PATTERN Cited by 1 source
Routing rules as config¶
Definition¶
Routing rules as config is the pattern of expressing load-balancer / gateway routing decisions as human-readable, individually-named, individually-editable rules in configuration (or a rules store) rather than as hard-coded logic in the gateway binary. Each rule has a name, a description, a condition, and actions; rules are evaluated per request against inspectable request properties (parsed protocol fields, headers, identity).
Canonical shape (Trino Gateway)¶
From sources/2026-03-24-expedia-operating-trino-at-scale-with-trino-gateway:
name: "large-table-query"
description: "Route queries for large tables"
condition: "true"
actions:
- |
foreach (table : trinoQueryProperties.getTables()) {
String tableSuffix = table.getSuffix();
if (tableSuffix.contains("table1") || tableSuffix.contains("table2")) {
result.put("routingGroup", "large-cluster");
return;
}
}
Four ingredients:
name— identity for UI display, logs, and rule edits.description— human-readable intent.condition— boolean short-circuit: if false, skip the rule entirely; if"true", always evaluate the actions.actions— body that inspects the request and writes outputs (typically: aroutingGroupname into aresultmap the gateway reads).
Inspectable surfaces¶
A query-gateway rule engine typically exposes:
- Parsed protocol properties (
trinoQueryProperties.getTables(),.getBody()) — what is the client asking for. - Raw request properties (
request.getHeader(...), request path) — who / what is the client. - Identity / auth context — caller principal, team, tenant.
- Mutable output map (e.g.
result.put("routingGroup", "…")).
Why rules-as-config instead of code¶
- Hot-editable. Rules change faster than gateway releases. A rule edit should not require a redeploy.
- Human-readable. Rules codify operational policy; non-engineer reviewers (platform leads, compliance, SREs) need to be able to read the rule set.

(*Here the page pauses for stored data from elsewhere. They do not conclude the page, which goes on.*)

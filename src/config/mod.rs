//! Configuration loading and management for the payroll summary engine.
//!
//! This module loads the report policy from a YAML file: the eligibility
//! window, the paycheck count threshold, the tenure gap, YTD rounding, and
//! the HTML report title.
//!
//! # Example
//!
//! ```no_run
//! use payroll_summary::config::ConfigLoader;
//!
//! let config = ConfigLoader::load("./config/payroll.yaml").unwrap();
//! println!("Report title: {}", config.report_settings().title);
//! ```

mod loader;
mod types;

pub use loader::ConfigLoader;
pub use types::{
    AggregationPolicy, DEFAULT_DECIMAL_PLACES, DEFAULT_MIN_PAY_DATES, DEFAULT_TENURE_GAP_DAYS,
    DEFAULT_WINDOW_DAYS, EligibilityConfig, ReportConfig, ReportSettings, RoundingConfig,
    RoundingStrategy, TenureConfig,
};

- Auditable. Rules are the operational contract; they should be versionable, diff-able, and reviewable like any other config-as-code artifact.
- Individually addressable. Named rules let operators disable / modify one rule without touching the others.
- UI-exposable. A rules DSL is a natural target for a GUI rule editor (Expedia's PR #433 for Trino Gateway is the canonical example — "administrators can now easily view existing rules, modify them as needed, and save the changes").
Before Expedia's contribution¶
Before the UI for rule management landed, rule inspection required reading configuration files or examining the gateway environment; rule edits were file edits. The post calls this out as "cumbersome," "prone to errors," and requiring technical expertise disproportionate to the task. The structural fix was a persistent rule store + UI so rules become a first-class runtime artifact rather than a config-file asset.
Why not declarative (match/route tables)?¶
Pure declarative routing (e.g. ingress-level host ==
"api.foo.com" → backend-a) is enough for static shape matching,
but falls short when:
- The routing decision has to parse application payload (here: a SQL query's table list).
- The rule has to walk a collection and apply logic
per-element (e.g.
foreach table). - Rules accrete dozens of small cases whose boolean combination would produce a combinatorial explosion in a purely declarative grammar.
A small scripting surface per rule (what Trino Gateway uses — Groovy-like) is a pragmatic middle ground: simple rules stay declarative-looking; complex rules can do table iteration and conditional logic without leaving the rule surface.
Related patterns¶
- concepts/json-serializable-dsl — Figma's permissions DSL; overlapping "config is executable" discipline on the authz-policy side.
- Open Policy Agent / Rego — similar pattern applied to authorisation decisions across the stack.
- Envoy xDS config — declarative routes + match trees; less flexible than scripted rules but with better static-analysis properties.
Trade-offs¶
- Rule-set drift. Over time, rules accrete. UI + naming discipline + tests are the counterpressure.
- Rule evaluation latency. Every request pays for rule
evaluation. Short-circuiting on
conditionis load-bearing. - Testability. Scripted rules are harder to unit-test than pure declarative rules; a test suite with sample requests is usually needed.
Seen in¶
- sources/2026-03-24-expedia-operating-trino-at-scale-with-trino-gateway — canonical instance in Trino Gateway; three rule shapes walked (large-table routing, metadata-query routing, BI-source routing); Expedia's PR #433 adds the UI.
Related¶
- concepts/workload-aware-routing — the policy type these rules express.
- patterns/query-gateway — the component that evaluates the rules.
- patterns/workload-segregated-clusters — the backend fleet shape the rules route across.
- systems/trino-gateway — canonical implementation.